Problem statement: From the records below, work out how many lines carry the string "impl". Leave out everything but the number.

------------------------------------

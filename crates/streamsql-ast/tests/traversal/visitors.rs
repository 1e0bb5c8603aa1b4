use crate::helpers::{ALIAS_JOIN_RULE, WINDOWED_RULE, parse};
use std::{collections::HashMap, ops::ControlFlow};
use streamsql_ast::{
    ControlVisitor, Node, NodeKind, VisitAction, Visitor,
    semantic::{
        aggregate::{FunctionRegistry, has_aggregate},
        config::ValidatorConfig,
        field_refs::{collect_field_refs, referenced_streams},
        validator::validate,
    },
    try_walk, walk,
};

#[derive(Default)]
struct KindCounter {
    counts: HashMap<NodeKind, usize>,
}

impl<'a> Visitor<'a> for KindCounter {
    fn visit(&mut self, node: Node<'a>) -> bool {
        *self.counts.entry(node.kind()).or_default() += 1;
        true
    }
}

#[test]
fn test_struct_visitor_counts_kinds() {
    let stmt = parse(WINDOWED_RULE);
    let mut counter = KindCounter::default();

    walk(&mut counter, Node::from(&stmt));

    assert_eq!(counter.counts[&NodeKind::SelectStatement], 1);
    assert_eq!(counter.counts[&NodeKind::Call], 2);
    assert_eq!(counter.counts[&NodeKind::FieldRef], 5);
    assert_eq!(counter.counts[&NodeKind::Literal], 3);
    assert_eq!(counter.counts[&NodeKind::SortField], 1);
    assert!(!counter.counts.contains_key(&NodeKind::Joins));
}

/// Finds the first join condition and stops the traversal there
struct FirstJoin<'a> {
    found: Option<&'a str>,
    visited: usize,
}

impl<'a> ControlVisitor<'a> for FirstJoin<'a> {
    fn visit(&mut self, node: Node<'a>) -> VisitAction {
        self.visited += 1;
        match node {
            Node::Join(join) => {
                self.found = Some(join.name.as_str());
                VisitAction::Stop
            }
            Node::Fields(_) => VisitAction::SkipChildren,
            _ => VisitAction::Continue,
        }
    }
}

#[test]
fn test_control_visitor_stops_at_first_join() {
    let stmt = parse(ALIAS_JOIN_RULE);
    let mut finder = FirstJoin {
        found: None,
        visited: 0,
    };

    let flow = try_walk(&mut finder, Node::from(&stmt));

    assert_eq!(flow, ControlFlow::Break(()));
    assert_eq!(finder.found, Some("s2"));
    // SelectStatement, Fields, Sources, Table(s1), Joins, Join(s2)
    assert_eq!(finder.visited, 6);
}

#[test]
fn test_windowed_rule_validates() {
    let stmt = parse(WINDOWED_RULE);

    let result = validate(&stmt, &ValidatorConfig::default());
    assert!(result.is_valid(), "{}", result);
    assert!(result.warnings.is_empty());
    assert!(has_aggregate(
        stmt.having.as_ref().map(Node::Expr),
        &FunctionRegistry::default()
    ));
}

#[test]
fn test_join_streams_are_known() {
    let stmt = parse(ALIAS_JOIN_RULE);

    assert_eq!(referenced_streams(&stmt), vec!["s1", "s2"]);
    assert!(validate(&stmt, &ValidatorConfig::default()).is_valid());
}

#[test]
fn test_field_refs_follow_alias_slot() {
    let stmt = parse(ALIAS_JOIN_RULE);

    let names: Vec<String> = collect_field_refs(Node::from(&stmt))
        .iter()
        .map(|r| r.to_string())
        .collect();
    assert_eq!(names, vec!["double_a", "a", "double_a", "s1.id", "s2.id"]);
}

------------------------------------

Solution to the problem: 2